You could also partner with a company that has PowerPoint libraries and offer
this type of service to extend their functionality. (I guess they COULD copy
some aspect of it as well but that's something else you'd need to plan for in
any case) In the fire service we use target solutions (aka target slavery) ,
which is essentially a platform that lets users upload powerpoints as part of
a training library. But there is NO interactivity, you are lucky to get survey
monkey at the end.

------
alexnewman
Google has some advantages but so do you.
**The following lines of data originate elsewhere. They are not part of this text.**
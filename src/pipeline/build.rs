//! Local snapshot database construction
//!
//! Copies the spent addresses of a node's spent-addresses database into the
//! local snapshot database, then parses the plaintext meta/state files and
//! stores their binary encoding.

use crate::codec::{encode_store, LOCAL_SNAPSHOT_KEY};
use crate::config::{IngestConfig, SnapshotFiles};
use crate::core::SnapshotState;
use crate::error::Result;
use crate::pipeline::summary::SnapshotSummary;
use crate::storage::{ingest_spent_addresses, IngestReport, KeyValueStore, Partition};
use serde::Serialize;

/// Outcome of a build
#[derive(Debug, Clone, PartialEq, Eq, Serialize)]
pub struct BuildReport {
    pub ingest: IngestReport,
    pub snapshot: SnapshotSummary,
}

/// Fills a local snapshot store
pub struct SnapshotBuilder<'a> {
    target: &'a dyn KeyValueStore,
    ingest: IngestConfig,
}

impl<'a> SnapshotBuilder<'a> {
    pub fn new(target: &'a dyn KeyValueStore, ingest: IngestConfig) -> Self {
        Self { target, ingest }
    }

    /// Ingest spent addresses, then persist the snapshot
    pub fn build(&self, spent_addresses: &dyn KeyValueStore, files: &SnapshotFiles) -> Result<BuildReport> {
        let ingest = ingest_spent_addresses(spent_addresses, self.target, &self.ingest)?;
        let snapshot = SnapshotState::from_files(&files.meta, &files.state)?;
        let summary = self.persist(&snapshot)?;
        Ok(BuildReport {
            ingest,
            snapshot: summary,
        })
    }

    /// Store the binary encoding of `snapshot`
    pub fn persist(&self, snapshot: &SnapshotState) -> Result<SnapshotSummary> {
        let summary = SnapshotSummary::new(snapshot);
        log::info!(
            "milestone {} ({}), {} solid entry points, {} seen milestones, {} ledger entries",
            summary.milestone_index,
            summary.milestone_hash,
            summary.solid_entry_points,
            summary.seen_milestones,
            summary.ledger_entries
        );
        if !summary.supply.correct {
            log::warn!(
                "ledger supply {} does not match expected {}",
                summary.supply.computed,
                summary.supply.expected
            );
        }

        let blob = encode_store(snapshot)?;
        self.target
            .put(Partition::LocalSnapshots, &LOCAL_SNAPSHOT_KEY, &blob)?;
        log::info!("persisted {} byte snapshot", blob.len());
        Ok(summary)
    }
}
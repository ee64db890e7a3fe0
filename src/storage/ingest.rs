//! Streaming copy between stores
//!
//! A scoped producer thread walks the source partition in key order and
//! hands every key over a bounded channel to the calling thread, which feeds
//! it to a sink. Closing the sender is the only end-of-stream signal.

use crate::config::IngestConfig;
use crate::error::{Error, Result};
use crate::storage::kv::{KeyValueStore, Partition, SPENT_ADDRESS_VALUE};
use crossbeam_channel::bounded;
use serde::Serialize;
use std::thread;

const PROGRESS_EVERY: usize = 1_000_000;

/// Outcome of one ingest run
#[derive(Debug, Clone, Copy, Default, PartialEq, Eq, Serialize)]
pub struct IngestReport {
    /// Keys read from the source
    pub read: usize,
    /// Keys the sink accepted
    pub written: usize,
}

/// Stream every key of `partition` into `sink`
///
/// A sink error stops the producer and is returned; otherwise a producer
/// error is returned once the channel has drained.
pub fn stream_keys<F>(
    source: &dyn KeyValueStore,
    partition: Partition,
    config: &IngestConfig,
    mut sink: F,
) -> Result<IngestReport>
where
    F: FnMut(Vec<u8>) -> Result<()>,
{
    let (tx, rx) = bounded::<Vec<u8>>(config.channel_capacity);

    thread::scope(|scope| {
        let producer = scope.spawn(move || -> Result<usize> {
            let mut read = 0;
            for pair in source.iter(partition)? {
                let (key, _) = pair?;
                read += 1;
                if tx.send(key).is_err() {
                    // receiver dropped after a sink failure
                    break;
                }
            }
            Ok(read)
        });

        let mut written = 0;
        let mut consumed = Ok(());
        for key in rx.iter() {
            if let Err(e) = sink(key) {
                consumed = Err(e);
                break;
            }
            written += 1;
            if written % PROGRESS_EVERY == 0 {
                log::debug!("{} keys from {}", written, partition);
            }
        }
        drop(rx);

        let produced = producer
            .join()
            .map_err(|_| Error::Store(format!("reader of {} panicked", partition)))?;
        consumed?;
        let read = produced?;
        Ok(IngestReport { read, written })
    })
}

/// Copy every spent address of `source` into `dest`
pub fn ingest_spent_addresses(
    source: &dyn KeyValueStore,
    dest: &dyn KeyValueStore,
    config: &IngestConfig,
) -> Result<IngestReport> {
    let report = stream_keys(source, Partition::SpentAddresses, config, |key| {
        dest.put(Partition::SpentAddresses, &key, SPENT_ADDRESS_VALUE)
    })?;
    log::info!("ingested {} spent addresses", report.written);
    Ok(report)
}
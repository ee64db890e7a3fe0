//! Address and hash representation
//!
//! Hashes travel in two forms:
//! - 81 trytes of text (`9A-Z`), the form found in snapshot files and
//!   address lists
//! - 49 bytes of T5B1 binary (five balanced trits per byte), the form stored
//!   in the database and in export files
//!
//! 243 trits do not fill 49 bytes exactly; the last byte carries three
//! meaningful trits and decoding always yields exactly 81 trytes.

use crate::error::FormatError;
use std::fmt;
use std::str::FromStr;

// =============================================================================
// Constants
// =============================================================================

/// Binary width of a hash/address
pub const HASH_BYTES: usize = 49;

/// Textual width of a hash/address
pub const HASH_TRYTES: usize = 81;

/// Textual width of an address carrying its 9-tryte checksum
pub const ADDRESS_WITH_CHECKSUM_TRYTES: usize = 90;

const TRITS_PER_TRYTE: usize = 3;
const TRITS_PER_BYTE: usize = 5;
const HASH_TRITS: usize = HASH_TRYTES * TRITS_PER_TRYTE;

/// Largest magnitude five balanced trits can express (1+3+9+27+81)
const MAX_TRIT_GROUP: i8 = 121;

const TRYTE_ALPHABET: &[u8; 27] = b"9ABCDEFGHIJKLMNOPQRSTUVWXYZ";

// =============================================================================
// Hash
// =============================================================================

/// A fixed-width binary hash (milestone, transaction or address)
#[derive(Clone, Copy, PartialEq, Eq, PartialOrd, Ord, Hash)]
pub struct Hash([u8; HASH_BYTES]);

impl Hash {
    pub const fn from_bytes(bytes: [u8; HASH_BYTES]) -> Self {
        Self(bytes)
    }

    /// Build from a slice, which must be exactly [`HASH_BYTES`] long
    pub fn from_slice(bytes: &[u8]) -> Result<Self, FormatError> {
        let raw: [u8; HASH_BYTES] = bytes.try_into().map_err(|_| FormatError::HashLength {
            expected: HASH_BYTES,
            actual: bytes.len(),
        })?;
        Ok(Self(raw))
    }

    pub fn as_bytes(&self) -> &[u8; HASH_BYTES] {
        &self.0
    }

    /// Parse the textual form
    pub fn from_trytes(text: &str) -> Result<Self, FormatError> {
        TernaryCodec.encode(text)
    }

    /// Render the textual form
    pub fn to_trytes(&self) -> Result<String, FormatError> {
        TernaryCodec.decode(self)
    }
}

impl AsRef<[u8]> for Hash {
    fn as_ref(&self) -> &[u8] {
        &self.0
    }
}

impl FromStr for Hash {
    type Err = FormatError;

    fn from_str(s: &str) -> Result<Self, Self::Err> {
        Self::from_trytes(s)
    }
}

impl fmt::Display for Hash {
    fn fmt(&self, f: &mut fmt::Formatter<'_>) -> fmt::Result {
        match self.to_trytes() {
            Ok(trytes) => f.write_str(&trytes),
            // not T5B1, show what is actually there
            Err(_) => write!(f, "0x{}", hex::encode(self.0)),
        }
    }
}

impl fmt::Debug for Hash {
    fn fmt(&self, f: &mut fmt::Formatter<'_>) -> fmt::Result {
        write!(f, "Hash({})", self)
    }
}

// =============================================================================
// Codec
// =============================================================================

/// Conversion between textual and binary hashes
pub trait AddressCodec {
    /// Text to binary; malformed text is a [`FormatError`]
    fn encode(&self, text: &str) -> Result<Hash, FormatError>;

    /// Binary to text, always [`HASH_TRYTES`] long
    fn decode(&self, hash: &Hash) -> Result<String, FormatError>;
}

/// Balanced ternary T5B1 codec
#[derive(Debug, Clone, Copy, Default)]
pub struct TernaryCodec;

impl AddressCodec for TernaryCodec {
    fn encode(&self, text: &str) -> Result<Hash, FormatError> {
        let text = text.trim();
        let trytes = match text.len() {
            ADDRESS_WITH_CHECKSUM_TRYTES => &text.as_bytes()[..HASH_TRYTES],
            len if len <= HASH_TRYTES => text.as_bytes(),
            len => {
                return Err(FormatError::AddressLength {
                    len,
                    max: HASH_TRYTES,
                })
            }
        };

        // shorter input is right-padded with '9' (zero trits)
        let mut trits = [0i8; HASH_TRITS];
        for (position, &ch) in trytes.iter().enumerate() {
            let value = tryte_value(ch).ok_or(FormatError::InvalidTryte {
                ch: ch as char,
                position,
            })?;
            let [t0, t1, t2] = tryte_to_trits(value);
            trits[position * 3] = t0;
            trits[position * 3 + 1] = t1;
            trits[position * 3 + 2] = t2;
        }

        let mut bytes = [0u8; HASH_BYTES];
        for (byte, group) in bytes.iter_mut().zip(trits.chunks(TRITS_PER_BYTE)) {
            let value = group
                .iter()
                .rev()
                .fold(0i8, |acc, &trit| acc * 3 + trit);
            *byte = value as u8;
        }

        Ok(Hash(bytes))
    }

    fn decode(&self, hash: &Hash) -> Result<String, FormatError> {
        let mut trits = Vec::with_capacity(HASH_BYTES * TRITS_PER_BYTE);
        for (position, &byte) in hash.0.iter().enumerate() {
            let mut value = byte as i8;
            if !(-MAX_TRIT_GROUP..=MAX_TRIT_GROUP).contains(&value) {
                return Err(FormatError::InvalidTritByte { byte, position });
            }
            for _ in 0..TRITS_PER_BYTE {
                let trit = balanced_rem(value as i32) as i8;
                trits.push(trit);
                value = (value - trit) / 3;
            }
        }

        let text = trits[..HASH_TRITS]
            .chunks(TRITS_PER_TRYTE)
            .map(|t| tryte_char(t[0] + 3 * t[1] + 9 * t[2]))
            .collect();
        Ok(text)
    }
}

fn tryte_value(ch: u8) -> Option<i8> {
    match ch {
        b'9' => Some(0),
        b'A'..=b'M' => Some((ch - b'A') as i8 + 1),
        b'N'..=b'Z' => Some((ch - b'N') as i8 - 13),
        _ => None,
    }
}

fn tryte_char(value: i8) -> char {
    let index = if value < 0 { value + 27 } else { value };
    TRYTE_ALPHABET[index as usize] as char
}

fn tryte_to_trits(mut value: i8) -> [i8; 3] {
    let mut trits = [0i8; 3];
    for trit in trits.iter_mut() {
        *trit = balanced_rem(value as i32) as i8;
        value = (value - *trit) / 3;
    }
    trits
}

/// Remainder in {-1, 0, 1}
fn balanced_rem(value: i32) -> i32 {
    match value.rem_euclid(3) {
        2 => -1,
        r => r,
    }
}

// =============================================================================
// Tests
// =============================================================================
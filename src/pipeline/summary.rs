//! Printable summaries of snapshots and export files

use crate::codec::{ExportFile, FormatVersion, SpentAddresses};
use crate::core::{SnapshotState, SupplyCheck};
use chrono::{DateTime, Utc};
use serde::Serialize;
use std::fmt;

/// Headline numbers of a snapshot
#[derive(Debug, Clone, PartialEq, Eq, Serialize)]
pub struct SnapshotSummary {
    pub milestone_hash: String,
    pub milestone_index: i32,
    pub milestone_timestamp: i64,
    /// RFC 3339 rendering of the timestamp, when representable
    pub milestone_time: Option<String>,
    pub solid_entry_points: usize,
    pub seen_milestones: usize,
    pub ledger_entries: usize,
    pub supply: SupplyCheck,
    pub size_bytes: usize,
}

impl SnapshotSummary {
    pub fn new(snapshot: &SnapshotState) -> Self {
        let milestone_time = DateTime::<Utc>::from_timestamp(snapshot.milestone_timestamp(), 0)
            .map(|t| t.to_rfc3339());
        Self {
            milestone_hash: snapshot.milestone_hash().to_string(),
            milestone_index: snapshot.milestone_index(),
            milestone_timestamp: snapshot.milestone_timestamp(),
            milestone_time,
            solid_entry_points: snapshot.solid_entry_points().len(),
            seen_milestones: snapshot.seen_milestones().len(),
            ledger_entries: snapshot.ledger_state().len(),
            supply: snapshot.supply_check(),
            size_bytes: snapshot.size_in_bytes(),
        }
    }
}

impl fmt::Display for SnapshotSummary {
    fn fmt(&self, f: &mut fmt::Formatter<'_>) -> fmt::Result {
        writeln!(f, "  Milestone hash:      {}", self.milestone_hash)?;
        writeln!(f, "  Milestone index:     {}", self.milestone_index)?;
        match &self.milestone_time {
            Some(time) => writeln!(
                f,
                "  Milestone timestamp: {} ({})",
                self.milestone_timestamp, time
            )?,
            None => writeln!(f, "  Milestone timestamp: {}", self.milestone_timestamp)?,
        }
        writeln!(f, "  Solid entry points:  {}", self.solid_entry_points)?;
        writeln!(f, "  Seen milestones:     {}", self.seen_milestones)?;
        writeln!(f, "  Ledger entries:      {}", self.ledger_entries)?;
        writeln!(
            f,
            "  Supply:              {} (expected {}, {})",
            self.supply.computed,
            self.supply.expected,
            if self.supply.correct { "correct" } else { "MISMATCH" }
        )?;
        write!(f, "  Snapshot size:       {} bytes", self.size_bytes)
    }
}

/// How an export file carries spent addresses
#[derive(Debug, Clone, Copy, PartialEq, Eq, Serialize)]
#[serde(rename_all = "snake_case")]
pub enum SpentRepresentation {
    CuckooFilter,
    List,
    Omitted,
}

impl fmt::Display for SpentRepresentation {
    fn fmt(&self, f: &mut fmt::Formatter<'_>) -> fmt::Result {
        let text = match self {
            SpentRepresentation::CuckooFilter => "cuckoo filter",
            SpentRepresentation::List => "list",
            SpentRepresentation::Omitted => "omitted",
        };
        f.write_str(text)
    }
}

/// Everything `export-info` reports about a file
#[derive(Debug, Clone, PartialEq, Eq, Serialize)]
pub struct ExportSummary {
    pub version: FormatVersion,
    pub version_byte: u8,
    pub snapshot: SnapshotSummary,
    pub spent_addresses: usize,
    pub spent_representation: SpentRepresentation,
    pub filter_bytes: usize,
    pub file_size: u64,
}

impl ExportSummary {
    pub fn new(file: &ExportFile, file_size: u64) -> Self {
        let spent_representation = match file.spent_addresses {
            SpentAddresses::Filter(_) => SpentRepresentation::CuckooFilter,
            SpentAddresses::List(_) => SpentRepresentation::List,
            SpentAddresses::Omitted => SpentRepresentation::Omitted,
        };
        Self {
            version: file.version,
            version_byte: file.version.byte(),
            snapshot: SnapshotSummary::new(&file.snapshot),
            spent_addresses: file.spent_addresses.len(),
            spent_representation,
            filter_bytes: file.filter_bytes,
            file_size,
        }
    }
}

impl fmt::Display for ExportSummary {
    fn fmt(&self, f: &mut fmt::Formatter<'_>) -> fmt::Result {
        writeln!(f, "  Format:              {} (version {})", self.version, self.version_byte)?;
        writeln!(f, "{}", self.snapshot)?;
        writeln!(
            f,
            "  Spent addresses:     {} ({})",
            self.spent_addresses, self.spent_representation
        )?;
        if self.spent_representation == SpentRepresentation::CuckooFilter {
            writeln!(f, "  Filter size:         {} bytes", self.filter_bytes)?;
        }
        write!(f, "  File size:           {} bytes", self.file_size)
    }
}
\- Love your user, get them to fight for you. \- People are mad at google and
don't trust them \- Google slides are a distant 3rd in the powerpoint keynote
fight. Embrace what people use.

------
Jeremy1026
To be fair, you launched GoToMeeting. You brought a product into a marketplace
that already had a huge player. Might as well keep pushing on until you can't
push on any more, or until you unseat a giant.

------
throwaway13000
Well, google cannot make their product with MS stack. But you can! So everyone
using MS office online can use your product.

Even though Google docs is free, Notion is making enough money to keep it
sustainable. You can do something similar.

------
dstainer
You never know, they’re app might get the Google Reader app treatment

------
benologist
Build a tool to export data from Google's product to yours and wait for their
shutdown notice.

------
lucianboboc
Yes, google is known for shutting down many products